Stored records
▶

//! Ledger commands - deposit, withdraw, interest, history and stats

use anyhow::Result;
use colored::Colorize;
use comfy_table::Cell;

use bankline_core::services::OperationReceipt;
use bankline_core::{LogEvent, LoggingService, TransactionKind};

use super::{emit, get_context, log_event, parse_account_id, parse_amount};
use crate::output;

pub fn run_deposit(
    account_id: &str,
    amount: &str,
    json: bool,
    logger: &Option<LoggingService>,
) -> Result<()> {
    let id = parse_account_id(account_id)?;
    let amount = parse_amount(amount)?;

    let ctx = get_context()?;
    let receipt = ctx.account_service.deposit(id, amount)?;
    log_operation(logger, "deposit");

    emit(receipt, json, |receipt| {
        output::success(&format!("Deposited {}", output::format_amount(amount)));
        print_receipt(receipt);
    })
}

pub fn run_withdraw(
    account_id: &str,
    amount: &str,
    json: bool,
    logger: &Option<LoggingService>,
) -> Result<()> {
    let id = parse_account_id(account_id)?;
    let amount = parse_amount(amount)?;

    let ctx = get_context()?;
    let receipt = ctx.account_service.withdraw(id, amount)?;
    log_operation(logger, "withdraw");

    emit(receipt, json, |receipt| {
        output::success(&format!("Withdrew {}", output::format_amount(amount)));
        print_receipt(receipt);
    })
}

pub fn run_interest(account_id: &str, json: bool, logger: &Option<LoggingService>) -> Result<()> {
    let id = parse_account_id(account_id)?;

    let ctx = get_context()?;
    let receipt = ctx.account_service.apply_interest(id)?;
    if receipt.transaction.is_some() {
        log_operation(logger, "interest");
    }

    emit(receipt, json, |receipt| {
        match &receipt.transaction {
            Some(tx) => output::success(&format!(
                "Credited {} interest",
                output::format_amount(tx.amount)
            )),
            None => output::info("No interest accrued"),
        }
        print_receipt(receipt);
    })
}

pub fn run_history(account_id: &str, limit: Option<usize>, json: bool) -> Result<()> {
    let id = parse_account_id(account_id)?;

    let ctx = get_context()?;
    let mut transactions = ctx.account_service.list_transactions(id)?;
    if let Some(limit) = limit {
        transactions.truncate(limit);
    }

    emit(transactions, json, |transactions| {
        if transactions.is_empty() {
            println!("No transactions yet.");
            return;
        }

        let mut table = output::create_table();
        table.set_header(vec!["Time", "Kind", "Amount", "ID"]);
        for tx in transactions {
            let kind = match tx.kind {
                TransactionKind::Deposit => Cell::new("deposit").fg(comfy_table::Color::Green),
                TransactionKind::Withdrawal => Cell::new("withdrawal").fg(comfy_table::Color::Red),
                TransactionKind::Interest => Cell::new("interest").fg(comfy_table::Color::Cyan),
            };
            table.add_row(vec![
                Cell::new(output::format_time(tx.timestamp)),
                kind,
                output::amount_cell(tx.signed_amount()),
                Cell::new(tx.id.to_string().dimmed()),
            ]);
        }
        println!("{}", table);
    })
}

pub fn run_stats(account_id: &str, json: bool) -> Result<()> {
    let id = parse_account_id(account_id)?;

    let ctx = get_context()?;
    let stats = ctx.account_service.statistics(id)?;

    emit(stats, json, |stats| {
        println!("{}", "Account Statistics".bold());
        println!();

        let mut table = output::create_table();
        table.add_row(vec![
            "Total deposits".to_string(),
            output::format_amount(stats.total_deposits),
        ]);
        table.add_row(vec![
            "Total withdrawals".to_string(),
            output::format_amount(stats.total_withdrawals),
        ]);
        table.add_row(vec![
            "Total interest".to_string(),
            output::format_amount(stats.total_interest),
        ]);
        table.add_row(vec![
            "Transactions".to_string(),
            stats.transaction_count.to_string(),
        ]);
        table.add_row(vec![
            "Current balance".to_string(),
            output::format_amount(stats.current_balance),
        ]);
        println!("{}", table);
    })
}

fn print_receipt(receipt: &OperationReceipt) {
    println!("  Account: {}", receipt.account_id);
    println!("  Balance: {}", output::format_amount(receipt.balance));
    if let Some(tx) = &receipt.transaction {
        println!("  Transaction: {}", tx.id.to_string().dimmed());
    }
}

/// Record a completed ledger operation; amounts are never logged
fn log_operation(logger: &Option<LoggingService>, operation: &str) {
    log_event(
        logger,
        LogEvent::new("operation_completed")
            .with_operation(operation)
            .with_command(operation),
    );
}
impl LanesSocket {
    /// Create a socket with the given protocol magic and identity.
    pub fn new(magic: u32, socket_id: SocketId) -> Self {
        Self {
            shared: Arc::new(Shared {
                magic,
                socket_id,
                io: RwLock::new(None),
                peers: RwLock::new(HashMap::new()),
                on_stream: RwLock::new(None),
                on_frames: RwLock::new(None),
                on_unmatched: RwLock::new(None),
                pump: Mutex::new(None),
            }),
        }
    }

    /// This socket's identity.
    pub fn socket_id(&self) -> SocketId {
        self.shared.socket_id
    }

    /// This socket's protocol magic.
    pub fn magic(&self) -> u32 {
        self.shared.magic
    }

    /// The bound local address.
    pub fn local_addr(&self) -> LanesResult<SocketAddr> {
        Ok(self.shared.io()?.local_addr()?)
    }

    /// Bind the UDP socket and start the receive pump.
    pub async fn start(&self, bind: SocketAddr) -> LanesResult<()> {
        let io = Arc::new(UdpSocket::bind(bind).await?);
        *self.shared.io.write() = Some(io.clone());

        let shared = self.shared.clone();
        let handle = tokio::spawn(receive_pump(shared, io));
        if let Some(previous) = self.shared.pump.lock().replace(handle) {
            previous.abort();
        }
        Ok(())
    }

    /// Stop the receive pump and release the UDP socket.
    ///
    /// Peers and their channels survive for a later [`start`](Self::start);
    /// operations in flight fail with their usual timeouts.
    pub fn stop(&self) {
        if let Some(handle) = self.shared.pump.lock().take() {
            handle.abort();
        }
        *self.shared.io.write() = None;
    }

    /// Authorize a remote identity with a shared password.
    ///
    /// Re-authorizing an already known identity atomically swaps its
    /// cipher to the new password.
    pub fn authorize(&self, remote_id: SocketId, password: &str) -> LanesResult<()> {
        if remote_id == self.shared.socket_id {
            return Err(LanesError::AuthorizeSelf);
        }

        let mut peers = self.shared.peers.write();
        match peers.get(&remote_id) {
            Some(peer) => peer.set_password(password),
            None => {
                let peer = Peer::new(Arc::downgrade(&self.shared), remote_id, password);
                peers.insert(remote_id, Arc::new(peer));
            }
        }
        Ok(())
    }

    /// Revoke a remote identity.
    ///
    /// Its datagrams are dropped from now on; existing channel handles
    /// fail on their next operation's timeout.
    pub fn unauthorize(&self, remote_id: SocketId) {
        self.shared.peers.write().remove(&remote_id);
    }

    fn peer(&self, remote_id: SocketId) -> LanesResult<Arc<Peer>> {
        self.shared
            .peers
            .read()
            .get(&remote_id)
            .cloned()
            .ok_or(LanesError::NotAuthorized)
    }

    /// Open a stream channel to an authorized remote.
    ///
    /// Blocks until the remote acknowledges the channel; fails with
    /// [`NotAuthorized`](LanesError::NotAuthorized) for unknown
    /// identities and [`AckTimeout`](LanesError::AckTimeout) when the
    /// remote never answers.
    pub async fn open_stream(
        &self,
        remote_id: SocketId,
        addr: SocketAddr,
        remote_port: u16,
    ) -> LanesResult<StreamChannel> {
        self.peer(remote_id)?.open_stream(addr, remote_port).await
    }

    /// Open a frames channel to an authorized remote.
    pub async fn open_frames(
        &self,
        remote_id: SocketId,
        addr: SocketAddr,
        remote_port: u16,
    ) -> LanesResult<FrameChannel> {
        self.peer(remote_id)?.open_frames(addr, remote_port).await
    }

    /// Install the acceptor for incoming stream channels.
    pub fn on_stream<F>(&self, acceptor: F)
    where
        F: Fn(StreamChannel) + Send + Sync + 'static,
    {
        *self.shared.on_stream.write() = Some(Arc::new(acceptor));
    }

    /// Remove the stream acceptor; further requests go unanswered.
    pub fn clear_on_stream(&self) {
        *self.shared.on_stream.write() = None;
    }

    /// Install the acceptor for incoming frame channels.
    pub fn on_frames<F>(&self, acceptor: F)
    where
        F: Fn(FrameChannel) + Send + Sync + 'static,
    {
        *self.shared.on_frames.write() = Some(Arc::new(acceptor));
    }

    /// Remove the frames acceptor.
    pub fn clear_on_frames(&self) {
        *self.shared.on_frames.write() = None;
    }

    /// Install the handler for datagrams that are not LANES traffic.
    ///
    /// Uninstall it again with [`clear_on_unmatched`](Self::clear_on_unmatched)
    /// once the out-of-band exchange is over, so later foreign traffic
    /// does not leak to a stale handler.
    pub fn on_unmatched<F>(&self, handler: F)
    where
        F: Fn(&[u8], SocketAddr) + Send + Sync + 'static,
    {
        *self.shared.on_unmatched.write() = Some(Arc::new(handler));
    }

    /// Remove the raw-datagram handler.
    pub fn clear_on_unmatched(&self) {
        *self.shared.on_unmatched.write() = None;
    }

    /// Send an arbitrary datagram, bypassing the protocol framing.
    pub async fn send_raw(&self, data: &[u8], addr: SocketAddr) -> LanesResult<usize> {
        Ok(self.shared.io()?.send_to(data, addr).await?)
    }

    /// Send an arbitrary datagram until `rx` resolves, with the standard
    /// retry schedule.
    pub(crate) async fn send_raw_with_retry<T>(
        &self,
        data: &[u8],
        addr: SocketAddr,
        rx: oneshot::Receiver<T>,
    ) -> LanesResult<T> {
        self.shared.send_with_retry(data, addr, rx).await
    }

    #[cfg(test)]
    pub(crate) fn shared(&self) -> &Arc<Shared> {
        &self.shared
    }
}
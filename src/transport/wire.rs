//! Frame header encoding and decoding.
//!
//! Two fixed layouts make up every LANES datagram: the outer header
//! (magic + sender identity, sent in the clear) and the secure header
//! (flags + ports + order, always the first bytes of the encrypted
//! region). All multi-byte fields are big-endian on the wire regardless
//! of host endianness, and every read is bounds-checked before any field
//! is touched.

use rand::RngCore;
use rand::rngs::OsRng;

use crate::core::{OUTER_HEADER_SIZE, SECURE_HEADER_SIZE, SOCKET_ID_SIZE, WireError};

/// Persistent 128-bit identity of a socket endpoint.
///
/// A socket carries one as its own identity and authorizes remote
/// endpoints under theirs.
#[derive(Debug, Clone, Copy, PartialEq, Eq, Hash)]
pub struct SocketId([u8; SOCKET_ID_SIZE]);

impl SocketId {
    /// Generate a new random identity.
    pub fn generate() -> Self {
        let mut id = [0u8; SOCKET_ID_SIZE];
        OsRng.fill_bytes(&mut id);
        Self(id)
    }

    /// Create an identity from raw bytes.
    pub fn from_bytes(bytes: [u8; SOCKET_ID_SIZE]) -> Self {
        Self(bytes)
    }

    /// Get the raw bytes.
    pub fn as_bytes(&self) -> &[u8; SOCKET_ID_SIZE] {
        &self.0
    }
}

impl AsRef<[u8]> for SocketId {
    fn as_ref(&self) -> &[u8] {
        &self.0
    }
}

impl std::fmt::Display for SocketId {
    fn fmt(&self, f: &mut std::fmt::Formatter<'_>) -> std::fmt::Result {
        for byte in self.0 {
            write!(f, "{byte:02x}")?;
        }
        Ok(())
    }
}

/// Frame flags carried in the secure header.
///
/// Unknown bits are preserved round-trip but never interpreted.
#[derive(Debug, Clone, Copy, PartialEq, Eq, Default)]
pub struct FrameFlags(u32);

impl FrameFlags {
    /// No flags set.
    pub const NONE: Self = Self(0);
    /// Frame acknowledges the carried order.
    pub const ACK: Self = Self(0x1);
    /// Frame requests creation of the mirrored channel.
    pub const CREATE_CHANNEL: Self = Self(0x2);
    /// The channel being created is a stream (buffered) channel.
    pub const CHANNEL_AS_STREAM: Self = Self(0x4);
    /// Frame tears the channel down.
    pub const DISCONNECT: Self = Self(0x8);
    /// Frame originates from the side that opened the channel.
    pub const IS_CLIENT_CALL: Self = Self(0x10000);

    /// Create flags from their wire representation.
    pub fn from_bits(bits: u32) -> Self {
        Self(bits)
    }

    /// Get the wire representation.
    pub fn bits(self) -> u32 {
        self.0
    }

    /// Check whether every bit of `other` is set in `self`.
    pub fn contains(self, other: Self) -> bool {
        self.0 & other.0 == other.0
    }
}

impl std::ops::BitOr for FrameFlags {
    type Output = Self;

    fn bitor(self, rhs: Self) -> Self {
        Self(self.0 | rhs.0)
    }
}

/// Outer frame header, sent in the clear.
///
/// Wire format (20 bytes):
/// ```text
/// +----------------+----------------------------+
/// | Magic          | Sender identity            |
/// | 4 bytes (BE32) | 16 bytes                   |
/// +----------------+----------------------------+
/// ```
#[derive(Debug, Clone, Copy, PartialEq, Eq)]
pub struct OuterHeader {
    /// Protocol magic; datagrams with a foreign magic bypass the
    /// protocol entirely.
    pub magic: u32,
    /// Identity of the sending socket.
    pub socket_id: SocketId,
}

impl OuterHeader {
    /// Serialize to bytes.
    pub fn to_bytes(&self) -> [u8; OUTER_HEADER_SIZE] {
        let mut buf = [0u8; OUTER_HEADER_SIZE];
        buf[0..4].copy_from_slice(&self.magic.to_be_bytes());
        buf[4..20].copy_from_slice(self.socket_id.as_bytes());
        buf
    }

    /// Parse from bytes.
    pub fn from_bytes(bytes: &[u8]) -> Result<Self, WireError> {
        if bytes.len() < OUTER_HEADER_SIZE {
            return Err(WireError::Truncated {
                expected: OUTER_HEADER_SIZE,
                actual: bytes.len(),
            });
        }

        let magic = u32::from_be_bytes([bytes[0], bytes[1], bytes[2], bytes[3]]);

        let mut id = [0u8; SOCKET_ID_SIZE];
        id.copy_from_slice(&bytes[4..20]);

        Ok(Self {
            magic,
            socket_id: SocketId::from_bytes(id),
        })
    }
}

/// Secure frame header, the fixed prefix of every encrypted region.
///
/// Wire format (12 bytes):
/// ```text
/// +----------------+--------+--------+----------------+
/// | Flags          | Source | Dest   | Order          |
/// | 4 bytes (BE32) | BE16   | BE16   | 4 bytes (BE32) |
/// +----------------+--------+--------+----------------+
/// ```
///
/// Ports are named from the sender's perspective: `source_port` is the
/// sender's local port, `dest_port` the receiver's.
#[derive(Debug, Clone, Copy, PartialEq, Eq)]
pub struct SecureHeader {
    /// Frame flags.
    pub flags: FrameFlags,
    /// Sender's channel port.
    pub source_port: u16,
    /// Receiver's channel port.
    pub dest_port: u16,
    /// Per-channel sequence order of this frame.
    pub order: u32,
}

impl SecureHeader {
    /// Serialize to bytes.
    pub fn to_bytes(&self) -> [u8; SECURE_HEADER_SIZE] {
        let mut buf = [0u8; SECURE_HEADER_SIZE];
        buf[0..4].copy_from_slice(&self.flags.bits().to_be_bytes());
        buf[4..6].copy_from_slice(&self.source_port.to_be_bytes());
        buf[6..8].copy_from_slice(&self.dest_port.to_be_bytes());
        buf[8..12].copy_from_slice(&self.order.to_be_bytes());
        buf
    }

    /// Parse from bytes.
    pub fn from_bytes(bytes: &[u8]) -> Result<Self, WireError> {
        if bytes.len() < SECURE_HEADER_SIZE {
            return Err(WireError::Truncated {
                expected: SECURE_HEADER_SIZE,
                actual: bytes.len(),
            });
        }

        Ok(Self {
            flags: FrameFlags::from_bits(u32::from_be_bytes([
                bytes[0], bytes[1], bytes[2], bytes[3],
            ])),
            source_port: u16::from_be_bytes([bytes[4], bytes[5]]),
            dest_port: u16::from_be_bytes([bytes[6], bytes[7]]),
            order: u32::from_be_bytes([bytes[8], bytes[9], bytes[10], bytes[11]]),
        })
    }
}
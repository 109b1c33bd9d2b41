//! Password-based key derivation.

use pbkdf2::pbkdf2_hmac;
use sha2::Sha256;

use crate::core::{CIPHER_KEY_SIZE, KDF_ITERATIONS, KDF_SALT};

/// Stretch a shared password into an AES-256 key.
///
/// PBKDF2-HMAC-SHA256 with the fixed application salt; both endpoints
/// must run the identical derivation to arrive at the same key.
pub fn derive_key(password: &str) -> [u8; CIPHER_KEY_SIZE] {
    let mut key = [0u8; CIPHER_KEY_SIZE];
    pbkdf2_hmac::<Sha256>(password.as_bytes(), &KDF_SALT, KDF_ITERATIONS, &mut key);
    key
}

#[cfg(test)]
mod tests {
    use super::*;

    #[test]
    fn test_derivation_is_deterministic() {
        assert_eq!(derive_key("swordfish"), derive_key("swordfish"));
    }

    #[test]
    fn test_different_passwords_differ() {
        assert_ne!(derive_key("swordfish"), derive_key("Swordfish"));
        assert_ne!(derive_key(""), derive_key(" "));
    }

    #[test]
    fn test_key_size() {
        assert_eq!(derive_key("p").len(), CIPHER_KEY_SIZE);
    }
}
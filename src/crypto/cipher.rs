//! Per-frame AES-256-CBC encryption.

use aes::Aes256;
use aes::cipher::block_padding::Pkcs7;
use aes::cipher::{BlockDecryptMut, BlockEncryptMut, KeyIvInit};
use rand::RngCore;
use rand::rngs::OsRng;
use zeroize::{Zeroize, ZeroizeOnDrop};

use crate::core::{
    CIPHER_BLOCK_SIZE, CryptoError, FRAME_IV_SIZE, OUTER_HEADER_SIZE, SECURE_HEADER_SIZE,
};
use crate::crypto::kdf::derive_key;

type Aes256CbcEnc = cbc::Encryptor<Aes256>;
type Aes256CbcDec = cbc::Decryptor<Aes256>;

/// Largest payload a single frame can carry for a given link MTU.
///
/// The datagram budget after the clear outer header and the per-frame IV
/// is rounded down to whole cipher blocks; PKCS7 always pads by at least
/// one byte, and the secure header rides inside the plaintext.
pub fn max_payload(mtu: usize) -> usize {
    let budget = mtu - OUTER_HEADER_SIZE - FRAME_IV_SIZE;
    (budget / CIPHER_BLOCK_SIZE) * CIPHER_BLOCK_SIZE - 1 - SECURE_HEADER_SIZE
}

/// Stateless frame cipher derived from a shared password.
///
/// Every [`seal`](Self::seal) draws a fresh random IV and emits
/// `IV || ciphertext`; [`open`](Self::open) expects the same layout.
/// No state is carried between frames, so concurrent channels of one
/// peer need no encryption ordering.
#[derive(Zeroize, ZeroizeOnDrop)]
pub struct FrameCipher {
    key: [u8; 32],
}

impl FrameCipher {
    /// Derive a cipher from a shared password.
    pub fn from_password(password: &str) -> Self {
        Self {
            key: derive_key(password),
        }
    }

    /// Encrypt `plaintext` into a self-contained frame body.
    ///
    /// Returns `IV || AES-256-CBC-PKCS7(plaintext)`. `max_plaintext`
    /// bounds the input so the finished datagram fits the MTU.
    pub fn seal(&self, plaintext: &[u8], max_plaintext: usize) -> Result<Vec<u8>, CryptoError> {
        if plaintext.len() > max_plaintext {
            return Err(CryptoError::PlaintextTooLarge {
                len: plaintext.len(),
                max: max_plaintext,
            });
        }

        let mut iv = [0u8; FRAME_IV_SIZE];
        OsRng.fill_bytes(&mut iv);

        let ciphertext = Aes256CbcEnc::new(&self.key.into(), &iv.into())
            .encrypt_padded_vec_mut::<Pkcs7>(plaintext);

        let mut body = Vec::with_capacity(FRAME_IV_SIZE + ciphertext.len());
        body.extend_from_slice(&iv);
        body.extend_from_slice(&ciphertext);
        Ok(body)
    }

    /// Decrypt a frame body produced by [`seal`](Self::seal).
    pub fn open(&self, body: &[u8]) -> Result<Vec<u8>, CryptoError> {
        if body.len() < FRAME_IV_SIZE + CIPHER_BLOCK_SIZE
            || (body.len() - FRAME_IV_SIZE) % CIPHER_BLOCK_SIZE != 0
        {
            return Err(CryptoError::DecryptFailed);
        }

        let (iv, ciphertext) = body.split_at(FRAME_IV_SIZE);
        let mut iv_arr = [0u8; FRAME_IV_SIZE];
        iv_arr.copy_from_slice(iv);

        Aes256CbcDec::new(&self.key.into(), &iv_arr.into())
            .decrypt_padded_vec_mut::<Pkcs7>(ciphertext)
            .map_err(|_| CryptoError::DecryptFailed)
    }
}

#[cfg(test)]
mod tests {
    use super::*;
    use crate::core::MTU;

    #[test]
    fn test_max_payload_reference_mtu() {
        // (1400 - 20 - 16) rounded down to blocks = 1360; minus the PKCS7
        // minimum and the secure header.
        assert_eq!(max_payload(MTU), 1347);
    }

    #[test]
    fn test_seal_open_roundtrip_all_sizes() {
        let cipher = FrameCipher::from_password("p");
        let max = max_payload(MTU) + SECURE_HEADER_SIZE;

        for len in [0, 1, 15, 16, 17, 255, 1024, max] {
            let plaintext: Vec<u8> = (0..len).map(|i| (i % 251) as u8).collect();
            let body = cipher.seal(&plaintext, max).unwrap();

            assert_eq!((body.len() - FRAME_IV_SIZE) % CIPHER_BLOCK_SIZE, 0);
            assert!(OUTER_HEADER_SIZE + body.len() <= MTU, "len {len} overflows MTU");

            assert_eq!(cipher.open(&body).unwrap(), plaintext);
        }
    }

    #[test]
    fn test_seal_rejects_oversized_plaintext() {
        let cipher = FrameCipher::from_password("p");
        assert!(matches!(
            cipher.seal(&[0u8; 33], 32),
            Err(CryptoError::PlaintextTooLarge { len: 33, max: 32 })
        ));
    }

    #[test]
    fn test_ivs_are_unique_per_frame() {
        let cipher = FrameCipher::from_password("p");
        let a = cipher.seal(b"same bytes", 64).unwrap();
        let b = cipher.seal(b"same bytes", 64).unwrap();
        assert_ne!(a[..FRAME_IV_SIZE], b[..FRAME_IV_SIZE]);
        assert_ne!(a, b);
    }

    #[test]
    fn test_wrong_password_fails() {
        let sealer = FrameCipher::from_password("right");
        let opener = FrameCipher::from_password("wrong");
        let body = sealer.seal(b"secret", 64).unwrap();
        assert_eq!(opener.open(&body), Err(CryptoError::DecryptFailed));
    }

    #[test]
    fn test_tampered_body_fails() {
        let cipher = FrameCipher::from_password("p");
        let mut body = cipher.seal(b"payload payload payload", 64).unwrap();
        let last = body.len() - 1;
        body[last] ^= 0xFF;
        // Flipping the final ciphertext byte scrambles the padding.
        assert_eq!(cipher.open(&body), Err(CryptoError::DecryptFailed));
    }

    #[test]
    fn test_short_or_ragged_body_fails() {
        let cipher = FrameCipher::from_password("p");
        assert_eq!(cipher.open(&[]), Err(CryptoError::DecryptFailed));
        assert_eq!(
            cipher.open(&[0u8; FRAME_IV_SIZE]),
            Err(CryptoError::DecryptFailed)
        );
        assert_eq!(
            cipher.open(&[0u8; FRAME_IV_SIZE + CIPHER_BLOCK_SIZE + 1]),
            Err(CryptoError::DecryptFailed)
        );
    }
}
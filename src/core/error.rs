//! Error types for the LANES protocol.

use thiserror::Error;

/// Errors produced while parsing wire headers.
///
/// The receive pump treats these as noise: the offending datagram is
/// dropped and the pump keeps running.
#[derive(Debug, Error, Clone, Copy, PartialEq, Eq)]
pub enum WireError {
    /// Input ended before the fixed-layout header did.
    #[error("truncated header: expected at least {expected} bytes, got {actual}")]
    Truncated {
        /// Minimum number of bytes the header needs.
        expected: usize,
        /// Bytes actually available.
        actual: usize,
    },
}

/// Errors in the crypto layer.
#[derive(Debug, Error, Clone, Copy, PartialEq, Eq)]
pub enum CryptoError {
    /// Ciphertext did not decrypt to validly padded plaintext, or was not
    /// a whole number of cipher blocks.
    #[error("decryption failed (wrong key or corrupted frame)")]
    DecryptFailed,

    /// Plaintext would not fit a single datagram after padding.
    #[error("plaintext of {len} bytes exceeds the {max}-byte frame budget")]
    PlaintextTooLarge {
        /// Plaintext length requested.
        len: usize,
        /// Largest plaintext a frame can carry.
        max: usize,
    },
}

/// Errors from the public-address discovery helper.
#[derive(Debug, Error, Clone, Copy, PartialEq, Eq)]
pub enum DiscoveryError {
    /// The response was shorter than its own length fields claim.
    #[error("malformed discovery response")]
    MalformedResponse,

    /// The response carried no mapped-address attribute.
    #[error("discovery response carried no mapped address")]
    NoMappedAddress,
}

/// Top-level LANES errors.
#[derive(Debug, Error)]
pub enum LanesError {
    /// The socket has not been started, or has been stopped.
    #[error("socket is not started")]
    NotStarted,

    /// A socket cannot authorize its own identity.
    #[error("cannot authorize the socket's own identity")]
    AuthorizeSelf,

    /// The remote identity has not been authorized.
    #[error("remote identity has not been authorized")]
    NotAuthorized,

    /// The peer's local-port pool is exhausted.
    #[error("all channel ports are in use")]
    PortsExhausted,

    /// The channel has been disconnected.
    #[error("channel has been disconnected")]
    Disconnected,

    /// No acknowledgement arrived within the retry budget.
    #[error("the send operation timed out")]
    AckTimeout,

    /// No data arrived within the read timeout.
    #[error("the read operation timed out")]
    ReadTimeout,

    /// A frame payload exceeds the peer's maximum payload size.
    #[error("frame of {len} bytes exceeds the {max}-byte payload limit")]
    FrameTooLarge {
        /// Payload length requested.
        len: usize,
        /// Maximum payload the peer accepts.
        max: usize,
    },

    /// I/O error from the UDP layer.
    #[error("i/o error: {0}")]
    Io(#[from] std::io::Error),

    /// Crypto error.
    #[error("crypto error: {0}")]
    Crypto(#[from] CryptoError),

    /// Wire parsing error.
    #[error("wire error: {0}")]
    Wire(#[from] WireError),

    /// Address discovery error.
    #[error("discovery error: {0}")]
    Discovery(#[from] DiscoveryError),
}

/// Convenience alias for results carrying a [`LanesError`].
pub type LanesResult<T> = Result<T, LanesError>;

◀

Extract all lines of the records above that include "requests".

> _Task response_:
    /// Remove the stream acceptor; further requests go unanswered.
    /// Frame requests creation of the mirrored channel.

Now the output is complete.